El tren llegó
a la estación a esa hora en que no es ni tarde ni temprano. El tren
llega, ahora, a la estación de Málaga por un subterráneo largo y oscuro. Viene
bajo tierra casi desde la barriada de Santa Julia. El tren comparte estación
con otros trenes de más categoría. Los que van muy lejos circulan por otras
vías con ancho diferente; los de media distancia, por las vías antiguas.
Un tablero electrónico llena todo un testero. Se
mueven las letras; parpadean. Anuncian
llegadas. Dicen que viene un tren de Sevilla-Santa Justa. Piden disculpas por
las molestias. O sea, trae retraso. Como antiguamente.
En el otro lado del panel anuncian salidas para
Madrid-Atocha (dicen que tiene parada en Córdoba); Barcelona- Sants; Zaragoza y
Sevilla… Los viajeros pasan el control de seguridad. Se pierden por detrás de
unas puertas acristaladas. Casi todos llevan maletas grandes.
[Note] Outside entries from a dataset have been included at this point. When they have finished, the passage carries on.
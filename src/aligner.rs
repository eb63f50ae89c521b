//! External interfaces and the running-average aligner (spec.md §4.5, §6).
//!
//! [`ImageContainer`], [`Renderer`], and [`ProcessWatcher`] are the seams
//! between this crate and whatever owns image decoding, compositing, and UI
//! progress reporting; callers implement them, this crate only depends on
//! the traits. Rendering the running mean of already-placed frames is out
//! of scope for this crate (spec.md §1) — [`AverageAligner`] only calls
//! through [`Renderer`], it never builds the mean itself.


use crate::{
    comparator::{Comparator, ImageOffset},
    error::AlignError,
    plane::Plane,
};

/// An ordered, mutable sequence of decoded planes with a position and phase
/// tag per frame (spec.md §3's `ImageContainer`/`ImageGroup`/`ImageItem`
/// collaborator, flattened to the one index space the core actually
/// touches). Implemented by the caller; decoding image files and tracking
/// groups is out of scope for this crate (spec.md §1).
pub trait ImageContainer {
    fn len(&self) -> usize;

    fn is_empty(&self) -> bool {
        self.len() == 0
    }

    fn image(&self, index: usize) -> &Plane;

    fn pos(&self, index: usize) -> (i64, i64);

    fn set_pos(&mut self, index: usize, pos: (i64, i64));

    fn set_frame(&mut self, index: usize, phase: usize);

    /// Pairwise alignment offset between frames `i` and `j`. The default
    /// implementation just calls `comparator`; a container may override
    /// this to memoize pairwise offsets, per spec.md §6 ("the container is
    /// expected to memoize pairwise offsets if it chooses").
    fn find_offset(&self, i: usize, j: usize, comparator: &Comparator) -> ImageOffset {
        comparator.find_offset(self.image(i), self.image(j))
    }
}

/// Renders the running mean of the frames placed so far. Implemented by
/// the caller; compositing aligned frames into an output image is out of
/// scope for this crate (spec.md §1) — this trait is the only seam the
/// alignment core has into that process.
pub trait Renderer {
    /// Produces the mean of `container`'s frames `0..up_to_index_exclusive`
    /// placed at their currently recorded [`ImageContainer::pos`].
    fn render(&self, container: &dyn ImageContainer, up_to_index_exclusive: usize) -> Plane;
}

/// Progress reporting hook, polled between frames of a long alignment run
/// (spec.md §6: `set_total`/`set_current`/`add` collapse to a single
/// `on_progress(done, total)` call here; `shouldCancel` is kept verbatim as
/// [`ProcessWatcher::should_cancel`]).
///
/// Cancellation is cooperative and coarse-grained: [`AverageAligner::align`]
/// and [`crate::animation::AnimationSeparator::separate`] only poll it at
/// their top-level suspension points (between frames / between phase
/// iterations), never inside an in-flight parallel diff batch (spec.md §5).
pub trait ProcessWatcher {
    fn on_progress(&self, done: usize, total: usize);

    /// Polled between frames/iterations; `true` stops the loop early,
    /// leaving everything already written in place (spec.md §4.5, §4.6).
    /// Defaults to never cancelling.
    fn should_cancel(&self) -> bool {
        false
    }
}

/// One frame's place in the aligned mosaic, as read back from
/// [`ImageContainer::pos`] after [`AverageAligner::align`] runs.
#[derive(Debug, Clone, Copy, PartialEq)]
pub struct AlignedFrame {
    pub index: usize,
    pub x: i64,
    pub y: i64,
}

/// Aligns every frame of a container against a running mean of the frames
/// placed so far, rather than against a single fixed reference frame.
///
/// Grounded on the source's average-reference aligner
/// (`original_source/src/aligners/AverageAligner.cpp`): frame 0 is fixed at
/// the origin; each later frame is searched against `renderer`'s running
/// mean of everything placed before it, and its position is recorded as
/// the found offset plus the *current* minimum position over the whole
/// container (spec.md §4.5, §9's min-point rebasing note) — not a single
/// rebase at the end. That running minimum is order-dependent and must be
/// reproduced exactly as described for output compatibility.
#[derive(Debug, Clone, Copy)]
pub struct AverageAligner {
    pub comparator: Comparator,
}

impl AverageAligner {
    #[must_use]
    pub fn new(comparator: Comparator) -> Self {
        Self { comparator }
    }

    /// Aligns every frame in `container` against `renderer`'s running mean,
    /// writing each frame's position via [`ImageContainer::set_pos`] and
    /// reporting progress to `watcher` if given. If `watcher` requests
    /// cancellation before a later frame starts, the loop stops there and
    /// returns `Ok` with whatever positions were already set (spec.md §4.5).
    ///
    /// # Errors
    /// Returns [`AlignError::EmptyContainer`] if the container holds no
    /// frames.
    pub fn align(
        &self,
        container: &mut dyn ImageContainer,
        renderer: &dyn Renderer,
        watcher: Option<&dyn ProcessWatcher>,
    ) -> Result<Vec<AlignedFrame>, AlignError> {
        let count = container.len();
        if count == 0 {
            return Err(AlignError::EmptyContainer);
        }

        container.set_pos(0, (0, 0));
        if let Some(w) = watcher {
            w.on_progress(1, count);
        }

        for index in 1..count {
            if let Some(w) = watcher {
                if w.should_cancel() {
                    break;
                }
            }

            let reference = renderer.render(container, index);
            let offset = self.comparator.find_offset(&reference, container.image(index));
            let min = min_point(container);
            container.set_pos(index, (offset.x + min.0, offset.y + min.1));

            if let Some(w) = watcher {
                w.on_progress(index + 1, count);
            }
        }

        Ok((0..count)
            .map(|index| {
                let (x, y) = container.pos(index);
                AlignedFrame { index, x, y }
            })
            .collect())
    }
}

/// The minimum `x` and minimum `y` over every position currently recorded
/// in `container` (spec.md §4.5's `min_point()`). Not yet-placed frames
/// retain whatever position the container initialized them to, which is
/// why this running minimum drifts as the loop in [`AverageAligner::align`]
/// progresses (spec.md §9).
fn min_point(container: &dyn ImageContainer) -> (i64, i64) {
    let mut min_x = i64::MAX;
    let mut min_y = i64::MAX;
    for i in 0..container.len() {
        let (x, y) = container.pos(i);
        min_x = min_x.min(x);
        min_y = min_y.min(y);
    }
    (min_x, min_y)
}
Ya no hay marquesina metálica que separe la estación
de la calle. Tampoco están, en la puerta de acceso, los que vendían ramos de plátanos ni
caracolas repintadas ( “se escucha el mar, decían), ni banderitas ni toritos
negros de plástico que la gente ponía en el aparador de su casa…
La sala de
espera es amplia. Muy amplia. Está llena de gente. Unos van; otros, llegan. Van
a muchas partes. Vienen de otras ciudades, de pueblos, de no sé sabe dónde. Hay
mucha gente en la estación.
Un chica morena, repintada y con mucha crema en la
cara me pide atención. Me quiere hacer una tarjeta. Me pregunta si conozco cómo
funcionan las tarjetas, le digo que sí. Me pregunta si utilizo, con frecuencia,
la tarjeta, le digo que demasiado. Me pregunta y me pregunta cuando le digo que
lo que no tengo es dinero…, me esboza una sonrisa. Es comprensiva ella; yo he
aguantado demasiado.
Cruzo la calle. El quiosco de Gregoria despide olor
a churros, a masa frita y a aceite caliente. El quiosco de Gregoria hace
esquina. El quiosco de Gregoria saluda en silencio y en su sitio a los
viandantes. Ha visto pasar a mucha gente.